This year i have also joined the caravan and motorhome club just thought it may provide more opportunities for stop overs if required due to the current situation.  Some of the CL's look nice.
I love wilding but may need to be adaptable for the near future.


----------



## antiquesam (Jul 17, 2020)

mjvw said:


> That's great nice to have some positive news, I have used loch lomond camping permit last year as i normal stop overnight in the area before moving up North.
> This year i have also joined the caravan and motorhome club just thought it may provide more opportunities for stop overs if required due to the current situation.  Some of the CL's look nice.
> I love wilding but may need to be adaptable for the near future.


I fully agree. We don't want to frighten the natives because I was always told frightened animals are dangerous.


----------



## Wooie1958 (Jul 17, 2020)

antiquesam said:


> I don't think Cumbria want you either. They have been saying stay away, but our tourist industry is going broke so would the government kindly give us a handout.



Took the motorhome out yesterday for a good run to free everything up and ended up by the harbour in Maryport for dinner.

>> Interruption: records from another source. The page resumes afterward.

//! Container operations for panels and slot panels.
//!
//! Logical ownership (the child list, the parent link) and physical
//! placement (the child's element under the container's element) are
//! updated together. Contract checks run before anything is mutated.

use fos_dom::NodeId;

use crate::lifecycle::merge;
use crate::node::Structure;
use crate::{WidgetError, WidgetId, WidgetResult, WidgetTree};

impl WidgetTree {
    /// Append to a panel, or fill the first empty slot of a slot panel
    pub fn add(&mut self, parent: WidgetId, child: WidgetId) -> WidgetResult<()> {
        let node = self.node(parent)?;
        match &node.structure {
            Structure::Panel(children) => {
                let len = children.len();
                self.insert(parent, child, len)
            }
            Structure::Slots(slots) => {
                let slot = slots
                    .iter()
                    .position(Option::is_none)
                    .ok_or(WidgetError::IllegalState("slot panel has no empty slot"))?;
                self.set_slot(parent, slot, Some(child)).map(|_| ())
            }
            _ => Err(WidgetError::NotAContainer(parent)),
        }
    }

    /// Insert `child` into a panel before index `before`.
    ///
    /// A child taken from another container is fully removed from it first.
    /// A child already in this panel is moved: the index is interpreted as
    /// if the child had been removed first, and no lifecycle transition
    /// happens.
    pub fn insert(&mut self, parent: WidgetId, child: WidgetId, before: usize) -> WidgetResult<()> {
        let len = match &self.node(parent)?.structure {
            Structure::Panel(children) => children.len(),
            _ => return Err(WidgetError::NotAContainer(parent)),
        };
        if before > len {
            return Err(WidgetError::IndexOutOfBounds { index: before, len });
        }
        self.check_adoptable(parent, child)?;

        if self.parent(child) == Some(parent) {
            return self.move_within(parent, child, before);
        }
        self.remove_from_parent(child)?;

        let parent_el = self.element(parent)?;
        let child_el = self.element(child)?;
        let reference = self.element_at(parent, before);

        if let Structure::Panel(children) = &mut self.node_mut(parent)?.structure {
            children.insert(before, child);
        }
        if let Err(e) = self.document.tree_mut().insert_before(parent_el, child_el, reference) {
            if let Structure::Panel(children) = &mut self.node_mut(parent)?.structure {
                children.remove(before);
            }
            return Err(e.into());
        }
        self.adopt(parent, child)
    }

    /// Reorder a child already owned by `parent`
    fn move_within(&mut self, parent: WidgetId, child: WidgetId, before: usize) -> WidgetResult<()> {
        let old = self
            .index_of(parent, child)
            .ok_or(WidgetError::NotAChild { parent, child })?;
        let target = if old < before { before - 1 } else { before };
        if old == target {
            return Ok(());
        }

        // The surface moves the element in one step, so it is never absent
        // from the document and never present twice.
        let parent_el = self.element(parent)?;
        let child_el = self.element(child)?;
        let reference = self.element_at(parent, before);
        self.document.tree_mut().insert_before(parent_el, child_el, reference)?;

        if let Structure::Panel(children) = &mut self.node_mut(parent)?.structure {
            children.remove(old);
            children.insert(target, child);
        }
        tracing::debug!("Moved {:?} in {:?} from {} to {}", child, parent, old, target);
        Ok(())
    }

    /// Remove a child from a panel or slot panel
    pub fn remove(&mut self, parent: WidgetId, child: WidgetId) -> WidgetResult<()> {
        let holds = match &self.node(parent)?.structure {
            Structure::Panel(children) => children.contains(&child),
            Structure::Slots(slots) => slots.contains(&Some(child)),
            Structure::Composite(inner) if *inner == Some(child) => {
                return Err(WidgetError::NotAContainer(parent));
            }
            _ => false,
        };
        if !holds {
            return Err(WidgetError::NotAChild { parent, child });
        }
        self.orphan(parent, child)
    }

    /// Remove the child at `index` of a panel and return it
    pub fn remove_at(&mut self, parent: WidgetId, index: usize) -> WidgetResult<WidgetId> {
        let child = self.child_at(parent, index)?;
        self.remove(parent, child)?;
        Ok(child)
    }

    /// Remove the widget from its parent, if any
    pub fn remove_from_parent(&mut self, child: WidgetId) -> WidgetResult<()> {
        let parent = self.node(child)?.parent;
        match parent {
            Some(parent) => self.remove(parent, child),
            None => Ok(()),
        }
    }

    /// Remove every child, continuing past failures
    pub fn clear(&mut self, parent: WidgetId) -> WidgetResult<()> {
        let children = match &self.node(parent)?.structure {
            Structure::Panel(_) | Structure::Slots(_) => self.node(parent)?.structure.child_ids(),
            _ => return Err(WidgetError::NotAContainer(parent)),
        };
        crate::FailureSet::visit_all(children, |child| self.remove(parent, child))
    }

    /// Position of `child`: list index for panels, slot index for slot panels
    pub fn index_of(&self, parent: WidgetId, child: WidgetId) -> Option<usize> {
        match &self.widgets.get(parent.0)?.structure {
            Structure::Panel(children) => children.iter().position(|c| *c == child),
            Structure::Slots(slots) => slots.iter().position(|s| *s == Some(child)),
            _ => None,
        }
    }

    /// The panel child at `index`
    pub fn child_at(&self, parent: WidgetId, index: usize) -> WidgetResult<WidgetId> {
        match &self.node(parent)?.structure {
            Structure::Panel(children) => children
                .get(index)
                .copied()
                .ok_or(WidgetError::IndexOutOfBounds { index, len: children.len() }),
            _ => Err(WidgetError::NotAContainer(parent)),
        }
    }

    /// Number of children currently owned (occupied slots for slot panels)
    pub fn child_count(&self, parent: WidgetId) -> usize {
        self.widgets
            .get(parent.0)
            .map_or(0, |n| n.structure.child_ids().len())
    }

    /// Number of slots of a slot panel
    pub fn arity(&self, parent: WidgetId) -> Option<usize> {
        match &self.widgets.get(parent.0)?.structure {
            Structure::Slots(slots) => Some(slots.len()),
            _ => None,
        }
    }

    /// Put `child` into `slot`, or empty the slot with `None`. Returns the
    /// widget that was displaced.
    ///
    /// A child that already has a parent is removed from it first, even when
    /// that parent is this panel: moving between slots detaches and
    /// re-attaches the child, unlike the silent reorder done by `insert`.
    pub fn set_slot(
        &mut self,
        parent: WidgetId,
        slot: usize,
        child: Option<WidgetId>,
    ) -> WidgetResult<Option<WidgetId>> {
        let (arity, current) = match &self.node(parent)?.structure {
            Structure::Slots(slots) => (slots.len(), slots.get(slot).copied().flatten()),
            _ => return Err(WidgetError::NotAContainer(parent)),
        };
        if slot >= arity {
            return Err(WidgetError::SlotOutOfBounds { slot, arity });
        }
        if current == child {
            return Ok(None);
        }
        if let Some(child) = child {
            self.check_adoptable(parent, child)?;
            self.remove_from_parent(child)?;
        }

        let mut result = Ok(());
        if let Some(old) = current {
            result = merge(result, self.orphan(parent, old));
        }
        if let Some(child) = child {
            result = merge(result, self.place_in_slot(parent, slot, child));
        }
        result.map(|()| current)
    }

    /// Occupant of `slot`
    pub fn slot(&self, parent: WidgetId, slot: usize) -> WidgetResult<Option<WidgetId>> {
        match &self.node(parent)?.structure {
            Structure::Slots(slots) => slots.get(slot).copied().ok_or(WidgetError::SlotOutOfBounds {
                slot,
                arity: slots.len(),
            }),
            _ => Err(WidgetError::NotAContainer(parent)),
        }
    }

    /// Empty a populated slot and return its former occupant
    pub fn clear_slot(&mut self, parent: WidgetId, slot: usize) -> WidgetResult<WidgetId> {
        let occupant = self
            .slot(parent, slot)?
            .ok_or(WidgetError::SlotEmpty { container: parent, slot })?;
        self.orphan(parent, occupant)?;
        Ok(occupant)
    }

    /// Single-child form of [`set_slot`](Self::set_slot) for one-slot panels
    pub fn set_widget(&mut self, parent: WidgetId, child: Option<WidgetId>) -> WidgetResult<Option<WidgetId>> {
        self.set_slot(parent, 0, child)
    }

    fn place_in_slot(&mut self, parent: WidgetId, slot: usize, child: WidgetId) -> WidgetResult<()> {
        let parent_el = self.element(parent)?;
        let child_el = self.element(child)?;
        // Keep element order equal to slot order
        let reference = match &self.node(parent)?.structure {
            Structure::Slots(slots) => slots[slot + 1..]
                .iter()
                .flatten()
                .find_map(|w| self.widgets.get(w.0).and_then(|n| n.element)),
            _ => None,
        };
        self.document.tree_mut().insert_before(parent_el, child_el, reference)?;
        if let Structure::Slots(slots) = &mut self.node_mut(parent)?.structure {
            slots[slot] = Some(child);
        }
        self.adopt(parent, child)
    }

    /// Checks shared by every insertion path
    fn check_adoptable(&self, parent: WidgetId, child: WidgetId) -> WidgetResult<()> {
        self.node(child)?;
        if child == self.root() {
            return Err(WidgetError::IllegalState("the root panel cannot be a child"));
        }
        if child == parent || self.is_ancestor(child, parent) {
            return Err(WidgetError::IllegalState("a widget cannot contain itself"));
        }
        self.element(child)?;
        Ok(())
    }

    /// Element of the panel child currently at `index`
    fn element_at(&self, parent: WidgetId, index: usize) -> Option<NodeId> {
        let child = self.child_at(parent, index).ok()?;
        self.widgets.get(child.0)?.element
    }

    /// Link `child` to `parent`, attaching it if the parent is live
    fn adopt(&mut self, parent: WidgetId, child: WidgetId) -> WidgetResult<()> {
        self.node_mut(child)?.parent = Some(parent);
        tracing::debug!("{:?} adopted {:?}", parent, child);
        if self.is_attached(parent) {
            self.on_attach(child)
        } else {
            Ok(())
        }
    }

    /// Detach `child` if live, then take it out of the surface and out of
    /// the container. The unlink happens whatever the detach reported.
    fn orphan(&mut self, parent: WidgetId, child: WidgetId) -> WidgetResult<()> {
        let detached = if self.is_attached(child) {
            self.on_detach(child)
        } else {
            Ok(())
        };

        let parent_el = self.element(parent)?;
        let child_el = self.element(child)?;
        let surface = self
            .document
            .tree_mut()
            .remove_child(parent_el, child_el)
            .map_err(WidgetError::from);

        match &mut self.node_mut(parent)?.structure {
            Structure::Panel(children) => children.retain(|c| *c != child),
            Structure::Slots(slots) => {
                for slot in slots.iter_mut().filter(|s| **s == Some(child)) {
                    *slot = None;
                }
            }
            _ => {}
        }
        self.node_mut(child)?.parent = None;
        tracing::debug!("{:?} orphaned {:?}", parent, child);

        merge(detached, surface)
    }
}
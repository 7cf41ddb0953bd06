use std::collections::BTreeMap;
use std::fs;
use std::path::PathBuf;

use tracing_test::traced_test;

use super::*;

fn snapshot(
    hex: &str,
    text: &str,
    stdout: &str,
    regs: &[(&str, i64)],
    mem: &[(&str, i64)],
) -> Snapshot {
    Snapshot {
        hex: hex.to_string(),
        text: text.to_string(),
        stdout: stdout.to_string(),
        regs: regs
            .iter()
            .map(|&(k, v)| (k.to_string(), v))
            .collect::<BTreeMap<_, _>>(),
        mem: mem.iter().map(|&(k, v)| (k.to_string(), v)).collect(),
    }
}

#[test]
fn text_segment_bounds_are_inclusive() {
    assert!(!is_text_address(TEXT_BEGIN - 4));
    assert!(is_text_address(TEXT_BEGIN));
    assert!(is_text_address(TEXT_END));
    assert!(!is_text_address(TEXT_END + 4));

    // MARS static data segment starts above the text segment.
    assert!(!is_text_address(0x1001_0000));
    // Kernel addresses (negative as i32) are data.
    assert!(!is_text_address(0x9000_0000));
}

#[test]
fn word_hex_pads_to_eight_digits() {
    assert_eq!(word_hex(0x0040_0000), "0x00400000");
    assert_eq!(word_hex(0xc), "0x0000000c");
    assert_eq!(word_hex(0xdead_beef), "0xdeadbeef");
    assert_eq!(word_hex(0), "0x00000000");
}

#[test]
fn parse_word_hex_accepts_unpadded_encodings() {
    // The simulator writes Integer.toHexString output, which drops
    // leading zeros.
    assert_eq!(parse_word_hex("0xc"), Some(0xc));
    assert_eq!(parse_word_hex("0x0000000c"), Some(0xc));
    assert_eq!(parse_word_hex("0x20090005"), Some(0x2009_0005));
    assert_eq!(parse_word_hex("20090005"), None);
    assert_eq!(parse_word_hex("0xzz"), None);
}

#[test]
fn parse_address_handles_signed_keys() {
    assert_eq!(parse_address("4194304"), Some(0x0040_0000));
    assert_eq!(parse_address("268501008"), Some(0x1001_0010));
    // Addresses above 0x7fffffff serialize negative through a Java int.
    assert_eq!(parse_address("-1879048192"), Some(0x9000_0000));
    assert_eq!(parse_address("pc"), None);
}

#[traced_test]
#[test]
fn snapshot_deserializes_with_defaults() {
    let raw = r#"{
        "hex": "0x20090005",
        "text": "addi $9, $0, 5",
        "stdout": "",
        "regs": {"$9": 5, "pc": 4194308},
        "mem": {"4194304": 537460741, "268501008": 99}
    }"#;
    let snapshot: Snapshot = serde_json::from_str(raw).unwrap();
    assert_eq!(snapshot.hex, "0x20090005");
    assert_eq!(snapshot.regs["pc"], 4194308);
    assert_eq!(snapshot.mem["268501008"], 99);

    // The initial snapshot may carry nothing but state.
    let bare: Snapshot = serde_json::from_str(r#"{"regs": {}, "mem": {}}"#).unwrap();
    assert!(bare.hex.is_empty());
    assert!(bare.text.is_empty());
    assert!(bare.stdout.is_empty());

    let empty: Snapshot = serde_json::from_str("{}").unwrap();
    assert!(empty.regs.is_empty());
}

#[traced_test]
#[test]
fn session_partitions_memory_and_associates_assembly() {
    let steps = vec![
        snapshot(
            "",
            "",
            "",
            &[("pc", 0x0040_0000)],
            &[
                ("4194304", 0x2009_0005), // text: addi $9, $0, 5
                ("4194308", 0x0000_000c), // text: syscall
                ("268501008", 7),         // data
            ],
        ),
        snapshot(
            "0x20090005",
            "addi $9, $0, 5",
            "",
            &[("$9", 5), ("pc", 0x0040_0004)],
            &[("268501008", 42)],
        ),
    ];

    let mut session = Session::new(steps);
    assert_eq!(session.step(), 0);
    assert_eq!(session.instruction_count(), 2);
    assert_eq!(session.data().collect::<Vec<_>>(), vec![(0x1001_0010, 7)]);
    // Before any step executes, the highlight sits on the entry pc.
    assert_eq!(session.highlight(), 0x0040_0000);
    // No assembly known yet.
    assert!(session.instructions().all(|row| row.assembly.is_empty()));

    assert_eq!(session.advance(), StepOutcome::Advanced);
    assert_eq!(session.step(), 1);
    assert_eq!(session.registers().gpr[9], 5);
    assert_eq!(session.registers().pc, 0x0040_0004);
    // The executed instruction is highlighted at its own address, the
    // pre-step pc.
    assert_eq!(session.highlight(), 0x0040_0000);
    // Data rows show the latest value, in discovery order.
    assert_eq!(session.data().collect::<Vec<_>>(), vec![(0x1001_0010, 42)]);

    let first = session.instructions().next().unwrap();
    assert_eq!(first.address, 0x0040_0000);
    assert_eq!(first.assembly, "addi $9, $0, 5");
}

#[traced_test]
#[test]
fn session_assembly_is_sticky_and_registers_carry_over() {
    let steps = vec![
        snapshot(
            "",
            "",
            "",
            &[("$9", 5), ("pc", 0x0040_0000)],
            &[("4194304", 0x2009_0005), ("4194308", 0x0000_000c)],
        ),
        snapshot(
            "0x20090005",
            "addi $9, $0, 5",
            "",
            &[("pc", 0x0040_0004)],
            &[],
        ),
        // Unpadded encoding, the way the simulator writes small words.
        snapshot("0xc", "syscall", "5", &[("pc", 0x0040_0008)], &[]),
    ];

    let mut session = Session::new(steps);
    session.advance();
    session.advance();

    let rows: Vec<_> = session.instructions().collect();
    // A later step naming a different encoding does not clear earlier
    // associations.
    assert_eq!(rows[0].assembly, "addi $9, $0, 5");
    assert_eq!(rows[1].assembly, "syscall");

    // $9 was only present in the first snapshot; it keeps its value.
    assert_eq!(session.registers().gpr[9], 5);
    assert_eq!(session.transcript(), "5");
}

#[traced_test]
#[test]
fn session_advance_past_end_is_idempotent() {
    let steps = vec![snapshot("", "", "", &[("pc", 0x0040_0000)], &[])];
    let mut session = Session::new(steps);

    assert!(session.at_end());
    assert_eq!(session.advance(), StepOutcome::EndOfTrace);
    assert_eq!(session.advance(), StepOutcome::EndOfTrace);
    assert_eq!(session.step(), 0);
    assert_eq!(session.len(), 1);
}

#[test]
fn session_ignores_hex_matching_no_instruction() {
    let steps = vec![
        snapshot("", "", "", &[("pc", 0x0040_0000)], &[("4194304", 0x2009_0005)]),
        snapshot("0xffffffff", "???", "", &[("pc", 0x0040_0004)], &[]),
    ];
    let mut session = Session::new(steps);
    session.advance();
    assert!(session.instructions().all(|row| row.assembly.is_empty()));
}

fn scratch_dir(name: &str) -> PathBuf {
    let dir = std::env::temp_dir().join(format!(
        "mips-trace-viewer-{}-{}",
        name,
        std::process::id()
    ));
    let _ = fs::remove_dir_all(&dir);
    fs::create_dir_all(&dir).unwrap();
    dir
}

#[traced_test]
#[test]
fn load_trace_reads_numbered_files_in_order() {
    let dir = scratch_dir("ordered");
    for (i, pc) in [4194304i64, 4194308, 4194312].iter().enumerate() {
        fs::write(
            dir.join(format!("{i}.json")),
            format!(r#"{{"regs": {{"pc": {pc}}}, "mem": {{}}}}"#),
        )
        .unwrap();
    }

    let steps = load_trace(&dir).unwrap();
    assert_eq!(steps.len(), 3);
    assert_eq!(steps[2].regs["pc"], 4194312);

    let _ = fs::remove_dir_all(&dir);
}

#[traced_test]
#[test]
fn load_trace_stops_at_first_missing_index() {
    let dir = scratch_dir("gap");
    fs::write(dir.join("0.json"), r#"{"regs": {}, "mem": {}}"#).unwrap();
    // 1.json missing; 2.json must not be picked up.
    fs::write(dir.join("2.json"), r#"{"regs": {}, "mem": {}}"#).unwrap();

    let steps = load_trace(&dir).unwrap();
    assert_eq!(steps.len(), 1);

    let _ = fs::remove_dir_all(&dir);
}

#[traced_test]
#[test]
fn load_trace_rejects_empty_directory() {
    let dir = scratch_dir("empty");
    assert!(matches!(load_trace(&dir), Err(TraceError::Empty(_))));
    let _ = fs::remove_dir_all(&dir);
}

#[traced_test]
#[test]
fn load_trace_rejects_malformed_snapshot() {
    let dir = scratch_dir("malformed");
    fs::write(dir.join("0.json"), "{ not json").unwrap();
    assert!(matches!(
        load_trace(&dir),
        Err(TraceError::Malformed { .. })
    ));
    let _ = fs::remove_dir_all(&dir);
}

Went straight over to the Pay&Display machine and duly paid for 2 hours parking, £1.60 done contactless on the machine.

On the way back to the motorhome i got several sarcastic remarks obviously from locals all saying basically     .....................    fcuk off back to where you live       

One thing i did notice was that none of the locals parking up went anywhere near the Pay&Display machine so clearly did not pay for parking.

None of them had any form of Parking Permits either so the wankers were obviously screwing their own council by not paying.


----------



## antiquesam (Jul 17, 2020)

Wooie1958 said:


> Took the motorhome out yesterday for a good run to free everything up and ended up by the harbour in Maryport for dinner.
> 
> Went straight over to the Pay&Display machine and duly paid for 2 hours parking, £1.60 done contactless on the machine.
> 
> ...


I'm getting thoroughly brassed off by these so called tourist areas who rely to a great extent on peoples holiday spending to survive and yet seem to despise the hand that feeds them. Perhaps the pandemic has revealed their true feelings and we should oblige them by staying away for the next twelve months or so and hope they can live off whatever scraps the government has already given them.


----------



## pj650 (Jul 17, 2020)

Hi Wooie
Sorry to hear of your experience.
We were at Maryport last Sunday with the van
down by the harbour and it was very busy. Had a walk to the ice cream van. Lots of people around who saw us leave the van......and we never heard a wrong word. Chances are they weren't locals.
But as you say, they were wan**rs !


----------



## Tonybvi (Jul 17, 2020)

Went to Ballater (in the car) on Wednesday.  We are often there and know a lot of the shop owners who know that we stay there in the motorhome sometimes.  It is the first time we have been since lockdown and nearly everybody we knew asked if we were in the van.  When I said we had gone in the car because we were a bit uncomfortable about the reception we might get with the motorhome they were all a bit shocked and said they welcomed motorhomers and caravanners (and of course the money they bring in to the area!).  They couldn‘t understand my reluctance to take the motorhome.
As usual I feel that the anti-motorhomer brigade are a real minority but they are very vocal.


----------



## Fisherman (Jul 17, 2020)

Tonybvi said:


> Went to Ballater (in the car) on Wednesday.  We are often there and know a lot of the shop owners who know that we stay there in the motorhome sometimes.  It is the first time we have been since lockdown and nearly everybody we knew asked if we were in the van.  When I said we had gone in the car because we were a bit uncomfortable about the reception we might get with the motorhome they were all a bit shocked and said they welcomed motorhomers and caravanners (and of course the money they bring in to the area!).  They couldn‘t understand my reluctance to take the motorhome.
> As usual I feel that the anti-motorhomer brigade are a real minority but they are very vocal.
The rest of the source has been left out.